Schuld daran sind unter anderem die Bedingungen im Indischen Ozean vor der australischen Westküste. Dort fand sich im Dezember 2019 einer der stärksten positiven Indischer-Ozean-Dipole (IOD), die bislang gemessen wurden. Der IOD bezeichnet eine natürliche Abweichung der Wassertemperaturen im westlichen und östlichen Bereich des Meeres. Herrscht vor Australien durchschnittlich zu kühles Wasser vor, fällt der IOD positiv aus – was weit reichende Folgen für das Wetter hat: Es regnet in Teilen Australiens sehr wenig. Gegenwärtig befindet sich der Wert noch immer im positiven Bereich.

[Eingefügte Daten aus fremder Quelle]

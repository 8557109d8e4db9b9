//! Core data structures for uptime processing
//!
//! Defines the parsed record types, the station registry used for charger
//! ownership lookups, and the per-station result record.

use serde::{Deserialize, Serialize};
use std::collections::{BTreeMap, HashMap};

/// A charging station and the chargers it owns
///
/// Created once during parsing and immutable thereafter. A station may own
/// zero chargers.
#[derive(Debug, Clone, PartialEq, Eq, Serialize, Deserialize)]
pub struct Station {
    pub station_id: u32,
    pub charger_ids: Vec<u32>,
}

impl Station {
    pub fn new(station_id: u32, charger_ids: Vec<u32>) -> Self {
        Self {
            station_id,
            charger_ids,
        }
    }
}

/// One observation interval reported for a charger
///
/// Invariant: `start_time < end_time`, enforced at parse time. Multiple
/// reports may reference the same charger and may overlap arbitrarily.
#[derive(Debug, Clone, Copy, PartialEq, Eq, Serialize, Deserialize)]
pub struct AvailabilityReport {
    pub charger_id: u32,
    pub start_time: u64,
    pub end_time: u64,
    pub is_up: bool,
}

/// Station registry providing O(1) charger ownership lookups
///
/// Owns the declared stations, ordered by station ID, plus a charger to
/// station index. Charger IDs are unique across the whole registry: a
/// charger belongs to exactly one station.
#[derive(Debug, Clone, Default)]
pub struct StationRegistry {
    /// Declared stations keyed by station ID, iterated in ascending order
    stations: BTreeMap<u32, Station>,

    /// Owning station for every declared charger
    charger_owners: HashMap<u32, u32>,
}

impl StationRegistry {
    /// Create a new empty registry
    pub fn new() -> Self {
        Self::default()
    }

    /// Add a station and index its chargers
    ///
    /// The caller must have rejected duplicate station and charger IDs
    /// beforehand; the parser does so with line-numbered errors.
    pub fn register(&mut self, station: Station) {
        for &charger_id in &station.charger_ids {
            self.charger_owners.insert(charger_id, station.station_id);
        }
        self.stations.insert(station.station_id, station);
    }

    /// Get a station by ID
    pub fn get_station(&self, station_id: u32) -> Option<&Station> {
        self.stations.get(&station_id)
    }

    /// Check whether a station ID is already declared
    pub fn contains_station(&self, station_id: u32) -> bool {
        self.stations.contains_key(&station_id)
    }

    /// Look up the station owning a charger
    pub fn owner_of(&self, charger_id: u32) -> Option<u32> {
        self.charger_owners.get(&charger_id).copied()
    }

    /// Number of declared stations
    pub fn station_count(&self) -> usize {
        self.stations.len()
    }

    /// Number of declared chargers across all stations
    pub fn charger_count(&self) -> usize {
        self.charger_owners.len()
    }

    /// Whether no stations have been declared
    pub fn is_empty(&self) -> bool {
        self.stations.is_empty()
    }

    /// Iterate stations in ascending station ID order
    pub fn stations(&self) -> impl Iterator<Item = &Station> {
        self.stations.values()
    }
}

/// Computed uptime for a single station
#[derive(Debug, Clone, Copy, PartialEq, Eq, Serialize, Deserialize)]
pub struct StationUptime {
    pub station_id: u32,
    /// Floored integer percentage in [0, 100]
    pub uptime_percent: u8,
}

Nicht nur natürliche Ursachen

Feuer sind ein ursprünglicher Teil vieler Ökosysteme des Kontinents: Ihre Arten sind häufig daran angepasst oder fördern Buschbrände sogar noch, um anschließend in den Genuss von Freiraum und frischen Nährstoffen zu kommen. Die Zahl dieser Pyrophyten ist in Australien besonders hoch. Der charakteristische Eukalyptus etwa ist voll mit ätherischen Ölen und heizt Brände damit so richtig an, ist aber dank einer dicken Borke wiederum gut vor dem Absterben geschützt. Viele Wälder werden sich daher relativ schnell wieder erholen – so es denn irgendwann wieder regnet.

Doch die ausufernden Feuersbrünste allein auf natürliche Faktoren zu schieben, wäre ein Fehler. Sie sind auch ein Desaster, das von Menschen und einer schlechten Politik verschärft werden.

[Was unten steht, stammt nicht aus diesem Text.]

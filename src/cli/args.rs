//! Command-line argument definitions for the charger uptime tool
//!
//! Defines the CLI interface using the clap derive API.

use clap::{Parser, ValueEnum};
use std::path::PathBuf;

/// CLI arguments for the charger uptime calculator
///
/// Reads one report file and prints one line per station to stdout,
/// ascending by station ID.
#[derive(Debug, Clone, Parser)]
#[command(
    name = "charger_uptime",
    version,
    about = "Compute per-station uptime percentages from charger availability reports"
)]
pub struct Args {
    /// Input report file
    ///
    /// UTF-8 text with a `[Stations]` section followed by a
    /// `[Charger Availability Reports]` section.
    #[arg(value_name = "INPUT_FILE")]
    pub input_file: PathBuf,

    /// Increase logging verbosity (-v: info, -vv: debug, -vvv: trace)
    #[arg(
        short = 'v',
        long = "verbose",
        action = clap::ArgAction::Count,
        help = "Increase logging verbosity (-v: info, -vv: debug, -vvv: trace)"
    )]
    pub verbose: u8,

    /// Suppress log output except errors
    #[arg(
        short = 'q',
        long = "quiet",
        help = "Suppress log output except errors",
        conflicts_with = "verbose"
    )]
    pub quiet: bool,

    /// Output format for the uptime report
    #[arg(
        long = "output-format",
        value_enum,
        default_value = "plain",
        help = "Output format for the uptime report"
    )]
    pub output_format: OutputFormat,
}

/// Output format for computed results
#[derive(Debug, Clone, Copy, PartialEq, Eq, ValueEnum)]
pub enum OutputFormat {
    /// One `<stationID> <uptimePercent>` line per station
    Plain,
    /// JSON array of per-station records
    Json,
}

impl Args {
    /// Map the verbosity flags to a tracing level name
    pub fn log_level(&self) -> &'static str {
        if self.quiet {
            return "error";
        }
        match self.verbose {
            0 => "warn",
            1 => "info",
            2 => "debug",
            _ => "trace",
        }
    }
}

#[cfg(test)]
mod tests {
    use super::*;

    #[test]
    fn test_log_level_mapping() {
        let mut args = Args {
            input_file: PathBuf::from("input.txt"),
            verbose: 0,
            quiet: false,
            output_format: OutputFormat::Plain,
        };
        assert_eq!(args.log_level(), "warn");

        args.verbose = 1;
        assert_eq!(args.log_level(), "info");

        args.verbose = 5;
        assert_eq!(args.log_level(), "trace");

        args.verbose = 0;
        args.quiet = true;
        assert_eq!(args.log_level(), "error");
    }
}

Bevor die europäischen Siedler begannen, Feuer als Feind zu betrachten und es zu bekämpfen, brannte es regelmäßig im australischen Busch. Und die australischen Aborigines nutzten das Feuer in ihrem Sinn, etwa für die Jagd. Dadurch entstand ein kleinräumiges Muster unterschiedlicher Vegetationsstadien, was Brände natürlich eindämmt. Zudem sammelte sich weniger Brennmaterial in den Wäldern an, weil es schneller abbrannte. Jahrzehntelange Feuerbekämpfung hingegen sorgte dafür, dass sich die Menge an brennbarem Totholz und Laub – der so genannte »fuel load« – dramatisch vergrößert hat. Wenn es heute brennt, dann dank des zusätzlichen Materials und der einheitlicheren Altersstruktur auch intensiver und ausgedehnter.

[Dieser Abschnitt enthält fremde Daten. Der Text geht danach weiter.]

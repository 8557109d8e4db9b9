//! Command execution for the charger uptime CLI
//!
//! Wires logging, parsing, computation and output rendering. The exit-code
//! and sentinel policy lives in `main`; everything here reports failures
//! through the crate error type.

use std::io::Write;
use std::time::{Duration, Instant};
use tracing::info;

use crate::app::models::StationUptime;
use crate::app::services::{report_parser, uptime};
use crate::cli::args::{Args, OutputFormat};
use crate::{Error, Result};

/// Summary of a completed run
#[derive(Debug, Clone, Default)]
pub struct RunStats {
    /// Number of stations declared in the input
    pub stations: usize,
    /// Number of chargers declared across all stations
    pub chargers: usize,
    /// Number of availability reports parsed
    pub reports: usize,
    /// Total wall-clock processing time
    pub processing_time: Duration,
}

/// Run the uptime computation end to end
///
/// Parses the input file, computes per-station uptime and writes the report
/// to stdout in the selected format.
pub fn run(args: &Args) -> Result<RunStats> {
    let start = Instant::now();

    info!("Processing input file: {}", args.input_file.display());

    let parsed = report_parser::parse_file(&args.input_file)?;
    let uptimes = uptime::compute_uptime(&parsed.registry, &parsed.reports);

    let results: Vec<StationUptime> = uptimes
        .into_iter()
        .map(|(station_id, uptime_percent)| StationUptime {
            station_id,
            uptime_percent,
        })
        .collect();

    let stdout = std::io::stdout();
    let mut out = stdout.lock();
    render_report(&mut out, &results, args.output_format)?;

    let stats = RunStats {
        stations: parsed.registry.station_count(),
        chargers: parsed.registry.charger_count(),
        reports: parsed.reports.len(),
        processing_time: start.elapsed(),
    };

    info!(
        "Processed {} stations, {} chargers, {} reports in {:.2?}",
        stats.stations, stats.chargers, stats.reports, stats.processing_time
    );

    Ok(stats)
}

/// Set up structured logging on stderr
///
/// stdout is reserved for the report and the failure sentinel, so all log
/// output goes to stderr. `RUST_LOG` overrides the flag-derived level.
pub fn setup_logging(args: &Args) {
    use tracing_subscriber::{EnvFilter, fmt, layer::SubscriberExt, util::SubscriberInitExt};

    let filter = EnvFilter::try_from_default_env()
        .unwrap_or_else(|_| EnvFilter::new(format!("charger_uptime={}", args.log_level())));

    tracing_subscriber::registry()
        .with(filter)
        .with(
            fmt::layer()
                .with_target(false)
                .with_level(true)
                .with_writer(std::io::stderr)
                .compact(),
        )
        .init();
}

/// Write the uptime report in the selected format
fn render_report(
    out: &mut impl Write,
    results: &[StationUptime],
    format: OutputFormat,
) -> Result<()> {
    match format {
        OutputFormat::Plain => {
            for result in results {
                writeln!(out, "{} {}", result.station_id, result.uptime_percent)
                    .map_err(|e| Error::io("Failed to write report line", e))?;
            }
        }
        OutputFormat::Json => {
            serde_json::to_writer_pretty(&mut *out, results)
                .map_err(|e| Error::io("Failed to serialize report", e.into()))?;
            writeln!(out).map_err(|e| Error::io("Failed to write report", e))?;
        }
    }
    Ok(())
}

Der erste Fehler liegt also im europäisch geprägten Umgang mit Feuer an sich. Oder wie es ein australischer Leiter eines Feuermuseums schon vor Jahren gegenüber dem »Spiegel« ausdrückte: »Der Umgang der Weißen mit dem australischen Feuer ist eine 200 Jahre lange Geschichte der Arroganz. Es wird ausschließlich als Bedrohung erlebt.«

Abholzung fördert ebenfalls Waldbrände

Zudem gehört Australien zu den Spitzenreitern bei der Abholzung: Kein anderes entwickeltes Land geht so destruktiv mit seinen Wäldern um wie Down Under. Jedes Jahr werden hunderttausende Hektar Busch, Savanne und geschlossener Wald gefällt, um vor allem Platz für Viehweiden zu machen.

Das fördert die Feuer, auch wenn das im ersten Moment kurios klingen mag. Die Rodungen schaffen Randeffekte bei angrenzendem Waldland, das durch Aufheizung der kahlen Flächen und Winde leichter und schneller an seinen Rändern austrocknet und deshalb leichter brennt. In weiten Teilen Australiens gingen die durchschnittlichen Niederschläge in den vergangenen Jahrzehnten zurück – zumindest teilweise könnte dies auf den Rückgang der Wälder zurückzuführen sein. Etwa die Hälfte der Regenverluste in Westaustralien lässt sich auf die Zerstörung der dortigen Wälder zurückführen, heißt es in einer Studie 2013. Für Südostaustralien werden ähnliche Zusammenhänge diskutiert.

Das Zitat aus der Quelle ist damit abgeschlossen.